Apple Releases Java Updates Addressing Critical Vulnerabilities

Apple today released updated versions of its Java for OS X for both OS X 10.5 Leopard and OS X 10.4 Tiger. The updates address several vulnerabilities that could allow maliciously crafted Java applets to gain elevated privileges leading to arbitrary code execution.

The updates come less than a month after former Apple engineer Landon Fuller released a proof-of-concept exploit demonstrating the vulnerabilities in order to bring attention to the issue. While the vulnerabilities Fuller highlighted were discovered last August and patched by Sun last December, Apple had yet to address the issues in its own implementation of Java until today's releases.

- Java for Mac OS X 10.5 Update 4 (158 MB)

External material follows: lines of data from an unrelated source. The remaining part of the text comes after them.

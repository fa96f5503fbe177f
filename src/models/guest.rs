//! Guest model.

use serde::{Deserialize, Serialize};

use super::{GuestId, RoomType, Tick};

/// An arriving guest with a requested room type.
#[derive(Debug, Clone, PartialEq, Eq, Hash, Serialize, Deserialize)]
pub struct Guest {
    /// Unique guest identifier.
    pub id: GuestId,
    /// Arrival tick.
    pub arrival: Tick,
    /// Minimum acceptable room type.
    pub room_type: RoomType,
}

impl Guest {
    /// Creates a new guest.
    pub fn new(id: GuestId, arrival: Tick, room_type: RoomType) -> Self {
        Self {
            id,
            arrival,
            room_type,
        }
    }
}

Java for Mac OS X 10.5 Update 4 delivers improved reliability, security, and compatibility for Java SE 6, J2SE 5.0 and J2SE 1.4.2 on Mac OS X 10.5.7 and later.

This release updates Java SE 6 to version 1.6.0_13, J2SE 5.0 to version 1.5.0_19, and J2SE 1.4.2 to 1.4.2_21.

Please quit all web browsers before installing this update.

- Java for Mac OS X 10.4, Release 9 (80.11 MB)

Java for Mac OS X 10.4, Release 9 delivers improved reliability, security and compatibility for J2SE 5.0 and J2SE 1.4.2 on Mac OS X 10.4.11 and later.

This release updates J2SE 5.0 to version 1.5.0_19 and J2SE 1.4.2 to version 1.4.2_21.

Please quit all web browsers before installing this update.

Further information is available in Apple's security documents (Leopard, Tiger) associated with the updates.